In clinical studies in the treatment of naturally acquired infection with influenza virus, 1.3% (4/301) of posttreatment isolates in adult patients and adolescents, and 8.6% (9/105) in pediatric patients aged 1 to 12 years showed emergence of influenza variants with decreased neuraminidase susceptibility in vitro to oseltamivir carboxylate. Mutations in influenza A resulting in decreased susceptibility were H274Y in neuraminidase N1 and E119V and R292K in neuraminidase N2. Insufficient information is available to fully characterize the risk of emergence of TAMIFLU resistance in clinical use.
In clinical studies of postexposure and seasonal prophylaxis, determination of resistance was limited by the low overall incidence rate of influenza infection and prophylactic effect of TAMIFLU.
Cross-resistance between zanamivir-resistant influenza mutants and oseltamivir-resistant influenza mutants has been observed in vitro. Due to limitations in the assays available to detect drug-induced shifts in virus susceptibility, an estimate of the incidence of oseltamivir resistance and possible cross-resistance to zanamivir in clinical isolates cannot be made. However, two of the three oseltamivir-induced mutations (E119V, H274Y and R292K) in the viral neuraminidase from clinical isolates occur at the same amino acid residues as two of the three mutations (E119G/A/D, R152K and R292K) observed in zanamivir-resistant virus.
No influenza vaccine interaction study has been conducted.
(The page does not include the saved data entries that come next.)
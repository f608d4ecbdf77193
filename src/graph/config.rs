//! Tuning knobs of the graph view, deserialisable from the host's JSON.
//!
//! Every section falls back to its defaults, so `{}` is a valid config and a
//! host only overrides what it cares about.

use log::warn;
use serde::Deserialize;

use super::camera::CameraLimits;
use super::error::{GraphError, Result};
use super::layout::LayoutParams;
use super::simulation::SimulationParams;
use super::style::Style;

#[derive(Clone, Debug, Default, PartialEq, Deserialize)]
#[serde(default)]
pub struct GraphConfig {
	pub simulation: SimulationParams,
	pub layout: LayoutParams,
	pub style: Style,
	pub camera: CameraLimits,
}

impl GraphConfig {
	pub fn from_json(json: &str) -> Result<Self> {
		let config: Self = serde_json::from_str(json)?;
		config.validate().inspect_err(|err| warn!("rejected graph config: {err}"))?;
		Ok(config)
	}

	pub fn validate(&self) -> Result<()> {
		let sim = &self.simulation;
		check(sim.damping > 0.0 && sim.damping < 1.0, "simulation.damping", "must be in (0, 1)")?;
		check(sim.max_speed > 0.0, "simulation.max_speed", "must be positive")?;
		check(sim.max_dt > 0.0, "simulation.max_dt", "must be positive")?;
		check(
			sim.repulsion >= 0.0
				&& sim.overlap_strength >= 0.0
				&& sim.spring_strength >= 0.0
				&& sim.centering >= 0.0,
			"simulation",
			"force strengths must not be negative",
		)?;
		check(sim.min_link_distance > 0.0, "simulation.min_link_distance", "must be positive")?;
		check(
			sim.link_distance >= sim.min_link_distance,
			"simulation.link_distance",
			"must be at least min_link_distance",
		)?;

		check(self.layout.base_spacing > 0.0, "layout.base_spacing", "must be positive")?;
		check(self.layout.spacing_growth >= 0.0, "layout.spacing_growth", "must not be negative")?;

		let style = &self.style;
		check(style.min_radius > 0.0, "style.min_radius", "must be positive")?;
		check(
			style.max_radius >= style.min_radius,
			"style.max_radius",
			"must be at least min_radius",
		)?;
		check(style.grid_size > 0.0, "style.grid_size", "must be positive")?;

		let cam = &self.camera;
		check(cam.min_zoom > 0.0, "camera.min_zoom", "must be positive")?;
		check(cam.max_zoom >= cam.min_zoom, "camera.max_zoom", "must be at least min_zoom")?;
		check(cam.wheel_step > 1.0, "camera.wheel_step", "must be greater than 1")?;
		check(cam.fit_padding >= 0.0, "camera.fit_padding", "must not be negative")
	}
}

fn check(ok: bool, field: &'static str, reason: &'static str) -> Result<()> {
	if ok {
		Ok(())
	} else {
		Err(GraphError::InvalidConfig { field, reason })
	}
}

#[cfg(test)]
mod tests {
	use super::*;

	#[test]
	fn defaults_are_valid() {
		GraphConfig::default().validate().unwrap();
		assert_eq!(GraphConfig::from_json("{}").unwrap(), GraphConfig::default());
	}

	#[test]
	fn partial_sections_keep_other_defaults() {
		let json = r#"{"camera":{"max_zoom":8.0},"style":{"palette":{"current":"gold"}}}"#;
		let config = GraphConfig::from_json(json).unwrap();
		assert_eq!(config.camera.max_zoom, 8.0);
		assert_eq!(config.camera.min_zoom, CameraLimits::default().min_zoom);
		assert_eq!(config.style.palette.current, "gold");
		assert_eq!(config.style.palette.selected, Style::default().palette.selected);
	}

	#[test]
	fn inverted_zoom_bounds_are_rejected() {
		let err =
			GraphConfig::from_json(r#"{"camera":{"min_zoom":5.0,"max_zoom":1.0}}"#).unwrap_err();
		assert!(matches!(err, GraphError::InvalidConfig { field: "camera.max_zoom", .. }));
	}

	#[test]
	fn damping_must_lose_energy() {
		let mut config = GraphConfig::default();
		config.simulation.damping = 1.0;
		assert!(matches!(
			config.validate(),
			Err(GraphError::InvalidConfig { field: "simulation.damping", .. })
		));
	}

	#[test]
	fn malformed_json_is_a_parse_error() {
		assert!(matches!(GraphConfig::from_json("{not json"), Err(GraphError::Parse(_))));
	}
}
In studies of naturally acquired and experimental influenza, treatment with TAMIFLU did not impair normal humoral antibody response to infection.
Plasma concentrations of oseltamivir carboxylate are proportional to doses up to 500 mg given twice daily (see DOSAGE AND ADMINISTRATION ).
Coadministration with food has no significant effect on the peak plasma concentration (551 ng/mL under fasted conditions and 441 ng/mL under fed conditions) and the area under the plasma concentration time curve (6218 ng·h/mL under fasted conditions and 6069 ng·h/mL under fed conditions) of oseltamivir carboxylate.
The volume of distribution (V ss ) of oseltamivir carboxylate, following intravenous administration in 24 subjects, ranged between 23 and 26 liters.
The binding of oseltamivir carboxylate to human plasma protein is low (3%). The binding of oseltamivir to human plasma protein is 42%, which is insufficient to cause significant displacement-based drug interactions.
Oseltamivir is extensively converted to oseltamivir carboxylate by esterases located predominantly in the liver. Neither oseltamivir nor oseltamivir carboxylate is a substrate for, or inhibitor of, cytochrome P450 isoforms.
Absorbed oseltamivir is primarily (>90%) eliminated by conversion to oseltamivir carboxylate. Plasma concentrations of oseltamivir declined with a half-life of 1 to 3 hours in most subjects after oral administration. Oseltamivir carboxylate is not further metabolized and is eliminated in the urine. Plasma concentrations of oseltamivir carboxylate declined with a half-life of 6 to 10 hours in most subjects after oral administration. Oseltamivir carboxylate is eliminated entirely (>99%) by renal excretion. Renal clearance (18.8 L/h) exceeds glomerular filtration rate (7.5 L/h) indicating that tubular secretion occurs, in addition to glomerular filtration. Less than 20% of an oral radiolabeled dose is eliminated in feces.
Administration of 100 mg of oseltamivir phosphate twice daily for 5 days to patients with various degrees of renal impairment showed that exposure to oseltamivir carboxy-late is inversely proportional to declining renal function. Oseltamivir carboxylate exposures in patients with normal and abnormal renal function administered various dose regimens of oseltamivir are described in Table 2.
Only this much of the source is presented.